Florbela d’Alma da Conceição Espanca – nome por ela escolhido para substituir o de batismo, Flor Bela Lobo – nasceu em Vale de Viçosa, região de Matosinho, Alentejo, Portugal, da união da camponesa Antonia da Conceição Lobo (1879 – 1908) e o fotógrafo e antiquário João Maria Espanca (1866 – 1954), casado com Mariana do Carmo Inglesa Toscano, que, por ser estéril, consentiu que o marido se relacionasse com Antonia. Tiveram mais um filho, Apeles, e Mariana se tornou madrinha das duas crianças. Florbela, que escrevia desde a infância e lia clássicos da literatura, cursou Letras, ingressou em curso de Direito, mas interrompeu para se casar. Casou-se mais duas vezes, divorciou-se duas vezes, sofreu aborto espontâneo, que deixou sequelas em ovário e pulmões, teve amantes, foi acusada de incesto por causa do amor que devotava ao irmão Apeles, falecido tragicamente em acidente de avião, e escolheu o dia de seu 36o. aniversário para cometer suicídio, ingerindo alta dose de barbitúricos, que utilizava para tratamento de depressão, receitados pelo seu último marido, o médico Mario Lage. Antes do suicídio, ainda telefonou para uma amiga e deixou, entre os inéditos, seu Diário do último ano.
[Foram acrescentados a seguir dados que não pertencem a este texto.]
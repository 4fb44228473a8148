//! Proof system interface.
//!
//! `ProofSystem` is the seam between callers holding circuits and a
//! concrete scheme. Implementations are `Send + Sync` so a single instance
//! can serve concurrent provers and verifiers.

use crate::{Proof, ProofEngineError, Prover, PublicInputs, Verifier, Witness};
use ark_bls12_381::Fr;
use rand::rngs::OsRng;
use std::sync::Arc;
use zkp_r1cs::CircuitDescriptor;
use zkp_setup::{generate_setup, Cancellation, ProvingKey, SetupRandomness, VerifyingKey};

/// Setup, prove and verify for one proof scheme
pub trait ProofSystem: Send + Sync {
    /// Proof produced by this system
    type Proof: Send + Sync;
    /// Key used to prove
    type ProvingKey: Send + Sync;
    /// Key used to verify
    type VerifyingKey: Clone + Send + Sync;

    /// Scheme name
    fn name(&self) -> &'static str;

    /// Run setup for `circuit`
    fn setup(
        &self,
        circuit: Arc<CircuitDescriptor<Fr>>,
        randomness: SetupRandomness,
    ) -> Result<(Self::ProvingKey, Self::VerifyingKey), ProofEngineError>;

    /// Prove that `witness` and `public_inputs` satisfy the key's circuit
    fn prove(
        &self,
        pk: &Self::ProvingKey,
        witness: &Witness,
        public_inputs: &PublicInputs,
    ) -> Result<Self::Proof, ProofEngineError>;

    /// Check a proof against public inputs
    fn verify(
        &self,
        vk: &Self::VerifyingKey,
        proof: &Self::Proof,
        public_inputs: &PublicInputs,
    ) -> Result<bool, ProofEngineError>;
}

/// Groth16 over BLS12-381, proving with OS randomness
#[derive(Debug, Clone, Default)]
pub struct Groth16 {
    cancel: Cancellation,
}

impl Groth16 {
    /// Create a Groth16 instance with a fresh cancellation token
    pub fn new() -> Self {
        Self::default()
    }

    /// Create a Groth16 instance whose setup and proving observe `cancel`
    pub fn with_cancellation(cancel: Cancellation) -> Self {
        Self { cancel }
    }

    /// Token observed by this instance
    pub fn cancellation(&self) -> &Cancellation {
        &self.cancel
    }
}

impl ProofSystem for Groth16 {
    type Proof = Proof;
    type ProvingKey = ProvingKey;
    type VerifyingKey = VerifyingKey;

    fn name(&self) -> &'static str {
        "groth16"
    }

    fn setup(
        &self,
        circuit: Arc<CircuitDescriptor<Fr>>,
        randomness: SetupRandomness,
    ) -> Result<(ProvingKey, VerifyingKey), ProofEngineError> {
        Ok(generate_setup(circuit, randomness, &self.cancel)?)
    }

    fn prove(
        &self,
        pk: &ProvingKey,
        witness: &Witness,
        public_inputs: &PublicInputs,
    ) -> Result<Proof, ProofEngineError> {
        Prover::prove_with_cancellation(pk, witness, public_inputs, &mut OsRng, &self.cancel)
    }

    fn verify(
        &self,
        vk: &VerifyingKey,
        proof: &Proof,
        public_inputs: &PublicInputs,
    ) -> Result<bool, ProofEngineError> {
        Verifier::verify(vk, proof, public_inputs)
    }
}
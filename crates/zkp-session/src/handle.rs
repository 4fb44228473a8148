//! Reference-counted handle table.
//!
//! Every registered resource starts with one reference. [`HandleTable::retain`]
//! adds one, [`HandleTable::release`] drops one and frees the resource when
//! the count reaches zero. Handle ids are never reused, so a released handle
//! is always recognisable.
//!
//! Releasing a freed handle, touching a freed handle, or presenting a handle
//! the table never issued is an integrity violation. The offending call
//! reports the violation and the table is poisoned: every later call fails
//! with [`HandleError::Poisoned`].

use parking_lot::Mutex;
use std::collections::HashMap;
use std::fmt;
use std::hash::{Hash, Hasher};
use std::sync::atomic::{AtomicU64, Ordering};
use std::sync::Arc;

static NEXT_TABLE_ID: AtomicU64 = AtomicU64::new(1);

/// Opaque handle to a tracked resource.
///
/// Equality and hashing use handle identity only. The string form is the
/// fixed label `ProofSession{}`.
#[derive(Clone, Copy)]
pub struct ProofHandle {
    table: u64,
    id: u64,
}

impl PartialEq for ProofHandle {
    fn eq(&self, other: &Self) -> bool {
        self.table == other.table && self.id == other.id
    }
}

impl Eq for ProofHandle {}

impl Hash for ProofHandle {
    fn hash<H: Hasher>(&self, state: &mut H) {
        self.table.hash(state);
        self.id.hash(state);
    }
}

impl fmt::Display for ProofHandle {
    fn fmt(&self, f: &mut fmt::Formatter<'_>) -> fmt::Result {
        f.write_str("ProofSession{}")
    }
}

impl fmt::Debug for ProofHandle {
    fn fmt(&self, f: &mut fmt::Formatter<'_>) -> fmt::Result {
        f.write_str("ProofSession{}")
    }
}

/// Outcome of a release
#[derive(Debug, Clone, Copy, PartialEq, Eq)]
pub enum Release {
    /// References remain
    Retained(usize),
    /// Last reference dropped; the resource was freed
    Freed,
}

/// Handle tracking failures
#[derive(Debug, Clone, Copy, PartialEq, Eq, thiserror::Error)]
pub enum HandleError {
    /// Release of a handle whose count already reached zero
    #[error("Handle released after it was freed")]
    DoubleRelease,

    /// Use or retain of a handle whose count already reached zero
    #[error("Handle used after it was freed")]
    UseAfterRelease,

    /// Handle was not issued by this table
    #[error("Handle was not issued by this table")]
    UnknownHandle,

    /// An earlier integrity violation poisoned the table
    #[error("Handle table is poisoned by an earlier integrity violation")]
    Poisoned,
}

struct Entry<T> {
    refs: usize,
    value: Arc<T>,
}

struct TableState<T> {
    entries: HashMap<u64, Entry<T>>,
    next_id: u64,
    poisoned: bool,
}

/// Thread-safe table of reference-counted resources
pub struct HandleTable<T> {
    table_id: u64,
    state: Mutex<TableState<T>>,
}

impl<T> Default for HandleTable<T> {
    fn default() -> Self {
        Self::new()
    }
}

impl<T> fmt::Debug for HandleTable<T> {
    fn fmt(&self, f: &mut fmt::Formatter<'_>) -> fmt::Result {
        let state = self.state.lock();
        f.debug_struct("HandleTable")
            .field("live", &state.entries.len())
            .field("poisoned", &state.poisoned)
            .finish()
    }
}

impl<T> HandleTable<T> {
    /// Empty table
    pub fn new() -> Self {
        Self {
            table_id: NEXT_TABLE_ID.fetch_add(1, Ordering::Relaxed),
            state: Mutex::new(TableState {
                entries: HashMap::new(),
                next_id: 1,
                poisoned: false,
            }),
        }
    }

    /// Track `value` with a reference count of one
    pub fn register(&self, value: T) -> Result<ProofHandle, HandleError> {
        let mut state = self.state.lock();
        if state.poisoned {
            return Err(HandleError::Poisoned);
        }
        let id = state.next_id;
        state.next_id += 1;
        state.entries.insert(
            id,
            Entry {
                refs: 1,
                value: Arc::new(value),
            },
        );
        tracing::trace!(handle = id, "handle registered");
        Ok(ProofHandle {
            table: self.table_id,
            id,
        })
    }

    /// Take an additional reference; returns the new count
    pub fn retain(&self, handle: &ProofHandle) -> Result<usize, HandleError> {
        let mut state = self.state.lock();
        let entry = self.live_entry(&mut state, handle, HandleError::UseAfterRelease)?;
        entry.refs += 1;
        Ok(entry.refs)
    }

    /// Drop one reference, freeing the resource when none remain
    pub fn release(&self, handle: &ProofHandle) -> Result<Release, HandleError> {
        let freed = {
            let mut state = self.state.lock();
            let entry = self.live_entry(&mut state, handle, HandleError::DoubleRelease)?;
            entry.refs -= 1;
            if entry.refs > 0 {
                return Ok(Release::Retained(entry.refs));
            }
            state.entries.remove(&handle.id)
        };
        // Drop outside the lock; the value may be large
        drop(freed);
        tracing::trace!(handle = handle.id, "handle freed");
        Ok(Release::Freed)
    }

    /// Run `f` against the resource behind `handle`.
    ///
    /// The table lock is not held while `f` runs. A release racing with `f`
    /// frees the resource once `f` returns.
    pub fn with<R>(&self, handle: &ProofHandle, f: impl FnOnce(&T) -> R) -> Result<R, HandleError> {
        let value = {
            let mut state = self.state.lock();
            let entry = self.live_entry(&mut state, handle, HandleError::UseAfterRelease)?;
            Arc::clone(&entry.value)
        };
        Ok(f(&value))
    }

    /// Current reference count of a live handle
    pub fn ref_count(&self, handle: &ProofHandle) -> Result<usize, HandleError> {
        let mut state = self.state.lock();
        let entry = self.live_entry(&mut state, handle, HandleError::UseAfterRelease)?;
        Ok(entry.refs)
    }

    /// Number of live handles
    pub fn len(&self) -> usize {
        self.state.lock().entries.len()
    }

    /// Whether no handle is live
    pub fn is_empty(&self) -> bool {
        self.len() == 0
    }

    /// Whether an integrity violation has occurred
    pub fn is_poisoned(&self) -> bool {
        self.state.lock().poisoned
    }

    fn live_entry<'a>(
        &self,
        state: &'a mut TableState<T>,
        handle: &ProofHandle,
        freed_error: HandleError,
    ) -> Result<&'a mut Entry<T>, HandleError> {
        if state.poisoned {
            return Err(HandleError::Poisoned);
        }
        let violation = if handle.table != self.table_id || handle.id == 0 || handle.id >= state.next_id {
            HandleError::UnknownHandle
        } else if state.entries.contains_key(&handle.id) {
            return state
                .entries
                .get_mut(&handle.id)
                .ok_or(HandleError::UnknownHandle);
        } else {
            freed_error
        };

        state.poisoned = true;
        tracing::error!(handle = handle.id, error = %violation, "handle integrity violation");
        Err(violation)
    }
}

#[cfg(test)]
mod tests {
    use super::*;
    use std::collections::HashSet;
    use std::sync::atomic::AtomicUsize;

    struct DropCounter(Arc<AtomicUsize>);

    impl Drop for DropCounter {
        fn drop(&mut self) {
            self.0.fetch_add(1, Ordering::SeqCst);
        }
    }

    #[test]
    fn test_freed_on_third_release() {
        let drops = Arc::new(AtomicUsize::new(0));
        let table = HandleTable::new();
        let handle = table.register(DropCounter(drops.clone())).unwrap();

        assert_eq!(table.retain(&handle).unwrap(), 2);
        assert_eq!(table.retain(&handle).unwrap(), 3);

        assert_eq!(table.release(&handle).unwrap(), Release::Retained(2));
        assert_eq!(drops.load(Ordering::SeqCst), 0);
        assert_eq!(table.release(&handle).unwrap(), Release::Retained(1));
        assert_eq!(drops.load(Ordering::SeqCst), 0);
        assert_eq!(table.release(&handle).unwrap(), Release::Freed);
        assert_eq!(drops.load(Ordering::SeqCst), 1);
        assert!(table.is_empty());
    }

    #[test]
    fn test_double_release_poisons() {
        let table = HandleTable::new();
        let handle = table.register(5u32).unwrap();
        let other = table.register(6u32).unwrap();
        assert_eq!(table.release(&handle).unwrap(), Release::Freed);

        assert_eq!(table.release(&handle), Err(HandleError::DoubleRelease));
        assert!(table.is_poisoned());
        assert_eq!(table.with(&other, |v| *v), Err(HandleError::Poisoned));
        assert_eq!(table.register(7u32), Err(HandleError::Poisoned));
    }

    #[test]
    fn test_use_after_release_poisons() {
        let table = HandleTable::new();
        let handle = table.register(String::from("session")).unwrap();
        assert_eq!(table.with(&handle, |s| s.len()).unwrap(), 7);
        table.release(&handle).unwrap();

        assert_eq!(table.with(&handle, |s| s.len()), Err(HandleError::UseAfterRelease));
        assert_eq!(table.retain(&handle), Err(HandleError::Poisoned));
    }

    #[test]
    fn test_retain_after_release_is_use_after_release() {
        let table = HandleTable::new();
        let handle = table.register(1u8).unwrap();
        table.release(&handle).unwrap();
        assert_eq!(table.retain(&handle), Err(HandleError::UseAfterRelease));
    }

    #[test]
    fn test_foreign_handle_is_unknown() {
        let first = HandleTable::new();
        let second = HandleTable::<u8>::new();
        let handle = first.register(1u8).unwrap();
        assert_eq!(second.release(&handle), Err(HandleError::UnknownHandle));
        assert!(second.is_poisoned());
        assert!(!first.is_poisoned());
    }

    #[test]
    fn test_identity_semantics() {
        let table = HandleTable::new();
        let a = table.register(42u64).unwrap();
        let b = table.register(42u64).unwrap();
        let a_copy = a;

        assert_ne!(a, b);
        assert_eq!(a, a_copy);
        assert_eq!(a.to_string(), "ProofSession{}");
        assert_eq!(format!("{:?}", b), "ProofSession{}");

        let set: HashSet<ProofHandle> = [a, b, a_copy].into_iter().collect();
        assert_eq!(set.len(), 2);
    }

    #[test]
    fn test_value_outlives_release_during_use() {
        let drops = Arc::new(AtomicUsize::new(0));
        let table = Arc::new(HandleTable::new());
        let handle = table.register(DropCounter(drops.clone())).unwrap();

        let inner = table.clone();
        table
            .with(&handle, |_| {
                assert_eq!(inner.release(&handle).unwrap(), Release::Freed);
                assert_eq!(drops.load(Ordering::SeqCst), 0);
            })
            .unwrap();
        assert_eq!(drops.load(Ordering::SeqCst), 1);
    }
}
//! Groth16 proof engine over BLS12-381.
//!
//! The engine runs a one-time setup for a fixed circuit, then proves and
//! verifies any number of times:
//!
//! ```text
//! CircuitDescriptor -> generate_setup -> (ProvingKey, VerifyingKey)
//!                                           |              |
//!                                    Prover::prove   Verifier::verify
//! ```
//!
//! Keys are immutable and can be shared across threads behind an `Arc`;
//! proving and verification never mutate them.

#![forbid(unsafe_code)]
#![deny(missing_docs)]

use ark_bls12_381::{G1Affine, G2Affine};
use ark_serialize::{CanonicalDeserialize, CanonicalSerialize};

pub mod codec;
pub mod error;
pub mod export;
pub mod prover;
pub mod system;
pub mod verifier;
pub mod witness;

pub use error::{ProofEngineError, Result};
pub use export::{proof_from_json, proof_to_json, ProofJson};
pub use prover::Prover;
pub use system::{Groth16, ProofSystem};
pub use verifier::{BatchVerifier, PreparedVerifyingKey, Verifier};
pub use witness::{assign, PublicInputs, Witness};

pub use zkp_setup::{
    generate_setup, short_id, Cancellation, Cancelled, ProvingKey, SetupRandomness, VerifyingKey,
};

pub use zkp_field;
pub use zkp_qap;
pub use zkp_r1cs;
pub use zkp_setup;

/// A Groth16 proof
#[derive(Debug, Clone, Copy, PartialEq, Eq, CanonicalSerialize, CanonicalDeserialize)]
pub struct Proof {
    /// π_A in G1
    pub a: G1Affine,
    /// π_B in G2
    pub b: G2Affine,
    /// π_C in G1
    pub c: G1Affine,
}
Escreveu poemas, contos, cartas e diário, fez traduções e publicou, em vida, apenas dois livros de poemas: Livro de mágoas (1919) e Livro de Sóror Saudade (1923). Postumamente, foram publicados Charneca em flor (1931) e livros em prosa As máscaras do destino (1931), O dominó preto (1982) e Diário do último ano (1981). Conforme a poetisa e pesquisadora Maria Lúcia Dal Farra – uma das pioneiras nos estudos da obra de Florbela no Brasil –, além de críticas de um jornal católico que acusava seu primeiro livro de imoral, a obra da portuguesa não teve muita repercussão na época. Foi a publicação póstuma de Charneca em flor que começou a torná-la conhecida. O poeta italiano Guido Battelli (1869 – 1955), professor da Universidade de Coimbra, que conheceu Florbela um ano antes de sua morte e estava a publicar, sob seu patrocínio, os originais do livro, apressou-se com o lançamento, aproveitando-se da repercussão do suicídio. Despertou, assim, a curiosidade e o interesse dos leitores e incentivou comentários e suspeitas, veiculados nos jornais da época, sobre a relação dos poemas com fatos da vida pessoal de Florbela, como a de ser fruto da relação extraconjugal e de possível relação incestuosa com o irmão, a quem dedicou um poema. Essa tentativa de identificação entre biografia e obra, acentuada pela ditadura salazarista do Estado Novo em Portugal (1932 – 1974), apoiada pela Igreja Católica, fez com que fosse censurada, como tentativa de apagamento da obra e da memória de Florbela, por ser considerada imoral e devassa, a manchar o ideal da época de mulher casta e recatada. Somente 18 anos após sua morte, pôde ser inaugurado um busto esculpido pelo português Diogo de Macedo em homenagem a Florbela, época em que João Maria Espanca reconheceu oficialmente a paternidade.
Nos anos 1940, alguns escritores portugueses destacaram a importância da obra de Florbela. Mas a redescoberta da “do corpo insepulcro”, metáfora utilizada por Dal Farra, dá-se nos anos 1980, com o resgate da importância de sua obra, em especial das características que foram causas de acusações contra ela: erotismo, questionamento da condição feminina e busca de identidade. Desde então, é aclamada pela crítica literária e pelos leitores de todo tipo – até o Presidente de Portugal Marcelo Rebelo de Sousa, declamou um poema de Florbela precedendo os discursos oficiais do Dia de Portugal, de Camões e das Comunidades Portuguesas, em 2020 –; e, inclusive no Brasil, versos dela foram musicados e sua vida e obra foram temas de documentário e performances teatrais. Há também uma densa fortuna crítica principalmente por brasileiras que abordam aspectos dessa multifacetada mulher e escritora e suas múltiplas máscaras, características de sua "estética da teatralidade", nas palavras da pesquisadora Renata Soares Junqueira, que, em matéria da revista Pesquisa Fapesp, também identifica interlocução com Florbela em autoras como Dal Farra e Maria Mortatti.